EXTRACTED ENTRIES —
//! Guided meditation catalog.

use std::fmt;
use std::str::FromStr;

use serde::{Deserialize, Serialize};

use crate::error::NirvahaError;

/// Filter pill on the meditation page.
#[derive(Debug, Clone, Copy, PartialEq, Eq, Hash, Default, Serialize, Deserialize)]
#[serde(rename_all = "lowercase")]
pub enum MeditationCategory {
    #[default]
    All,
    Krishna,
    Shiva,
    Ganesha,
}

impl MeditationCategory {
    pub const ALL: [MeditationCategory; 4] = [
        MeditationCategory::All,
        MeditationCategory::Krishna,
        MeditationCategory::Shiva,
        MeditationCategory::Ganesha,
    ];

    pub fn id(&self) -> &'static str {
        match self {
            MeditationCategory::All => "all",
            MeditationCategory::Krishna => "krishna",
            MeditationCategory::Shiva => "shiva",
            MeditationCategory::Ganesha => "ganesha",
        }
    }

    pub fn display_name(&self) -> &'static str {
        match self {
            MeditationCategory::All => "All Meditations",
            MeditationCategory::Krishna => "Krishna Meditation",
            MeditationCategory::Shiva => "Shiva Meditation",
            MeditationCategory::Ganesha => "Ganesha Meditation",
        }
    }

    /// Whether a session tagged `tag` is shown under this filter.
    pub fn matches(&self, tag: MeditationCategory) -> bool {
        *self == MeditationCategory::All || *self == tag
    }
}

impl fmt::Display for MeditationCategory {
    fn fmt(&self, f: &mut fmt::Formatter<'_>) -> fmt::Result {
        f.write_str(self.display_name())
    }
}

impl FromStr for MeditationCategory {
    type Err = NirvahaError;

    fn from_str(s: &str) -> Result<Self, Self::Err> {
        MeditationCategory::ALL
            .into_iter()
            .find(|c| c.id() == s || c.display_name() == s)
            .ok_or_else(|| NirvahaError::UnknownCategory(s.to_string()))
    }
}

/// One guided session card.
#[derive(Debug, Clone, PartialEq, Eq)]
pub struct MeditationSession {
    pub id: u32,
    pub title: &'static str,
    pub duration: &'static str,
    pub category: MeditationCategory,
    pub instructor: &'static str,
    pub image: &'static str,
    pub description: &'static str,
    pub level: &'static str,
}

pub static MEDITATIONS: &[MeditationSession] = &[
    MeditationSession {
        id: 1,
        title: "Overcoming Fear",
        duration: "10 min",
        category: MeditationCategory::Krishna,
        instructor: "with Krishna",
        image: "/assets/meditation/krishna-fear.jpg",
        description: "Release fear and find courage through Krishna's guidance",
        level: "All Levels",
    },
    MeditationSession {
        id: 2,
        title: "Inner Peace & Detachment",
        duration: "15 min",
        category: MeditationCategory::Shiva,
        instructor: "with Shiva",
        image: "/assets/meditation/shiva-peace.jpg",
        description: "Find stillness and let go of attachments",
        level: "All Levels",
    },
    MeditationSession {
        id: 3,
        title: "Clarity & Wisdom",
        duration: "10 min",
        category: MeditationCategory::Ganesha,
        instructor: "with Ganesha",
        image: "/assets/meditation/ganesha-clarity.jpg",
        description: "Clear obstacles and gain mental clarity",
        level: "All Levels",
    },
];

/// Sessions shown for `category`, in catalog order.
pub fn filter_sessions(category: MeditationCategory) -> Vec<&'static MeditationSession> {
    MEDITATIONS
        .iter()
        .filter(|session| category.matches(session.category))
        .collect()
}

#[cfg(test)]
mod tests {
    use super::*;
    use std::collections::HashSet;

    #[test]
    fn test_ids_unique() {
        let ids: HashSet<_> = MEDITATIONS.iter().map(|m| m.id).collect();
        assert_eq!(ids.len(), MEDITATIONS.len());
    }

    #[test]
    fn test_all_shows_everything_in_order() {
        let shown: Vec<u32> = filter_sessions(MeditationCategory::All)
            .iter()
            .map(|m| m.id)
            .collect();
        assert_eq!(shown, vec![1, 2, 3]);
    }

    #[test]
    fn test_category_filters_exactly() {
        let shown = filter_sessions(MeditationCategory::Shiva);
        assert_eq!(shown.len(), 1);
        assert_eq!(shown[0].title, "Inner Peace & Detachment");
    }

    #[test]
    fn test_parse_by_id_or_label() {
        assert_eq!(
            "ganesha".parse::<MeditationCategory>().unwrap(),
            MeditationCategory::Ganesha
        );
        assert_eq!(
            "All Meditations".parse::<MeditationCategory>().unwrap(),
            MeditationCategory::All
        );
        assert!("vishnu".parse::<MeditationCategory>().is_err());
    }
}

THE PROBLEM —
Each line between the start of the listing above and the line containing "c.display_name() == s)", with both ends counted, is to be set down unchanged.

REPLY TO THE TASK —
//! Guided meditation catalog.

use std::fmt;
use std::str::FromStr;

use serde::{Deserialize, Serialize};

use crate::error::NirvahaError;

/// Filter pill on the meditation page.
#[derive(Debug, Clone, Copy, PartialEq, Eq, Hash, Default, Serialize, Deserialize)]
#[serde(rename_all = "lowercase")]
pub enum MeditationCategory {
    #[default]
    All,
    Krishna,
    Shiva,
    Ganesha,
}

impl MeditationCategory {
    pub const ALL: [MeditationCategory; 4] = [
        MeditationCategory::All,
        MeditationCategory::Krishna,
        MeditationCategory::Shiva,
        MeditationCategory::Ganesha,
    ];

    pub fn id(&self) -> &'static str {
        match self {
            MeditationCategory::All => "all",
            MeditationCategory::Krishna => "krishna",
            MeditationCategory::Shiva => "shiva",
            MeditationCategory::Ganesha => "ganesha",
        }
    }

    pub fn display_name(&self) -> &'static str {
        match self {
            MeditationCategory::All => "All Meditations",
            MeditationCategory::Krishna => "Krishna Meditation",
            MeditationCategory::Shiva => "Shiva Meditation",
            MeditationCategory::Ganesha => "Ganesha Meditation",
        }
    }

    /// Whether a session tagged `tag` is shown under this filter.
    pub fn matches(&self, tag: MeditationCategory) -> bool {
        *self == MeditationCategory::All || *self == tag
    }
}

impl fmt::Display for MeditationCategory {
    fn fmt(&self, f: &mut fmt::Formatter<'_>) -> fmt::Result {
        f.write_str(self.display_name())
    }
}

impl FromStr for MeditationCategory {
    type Err = NirvahaError;

    fn from_str(s: &str) -> Result<Self, Self::Err> {
        MeditationCategory::ALL
            .into_iter()
            .find(|c| c.id() == s || c.display_name() == s)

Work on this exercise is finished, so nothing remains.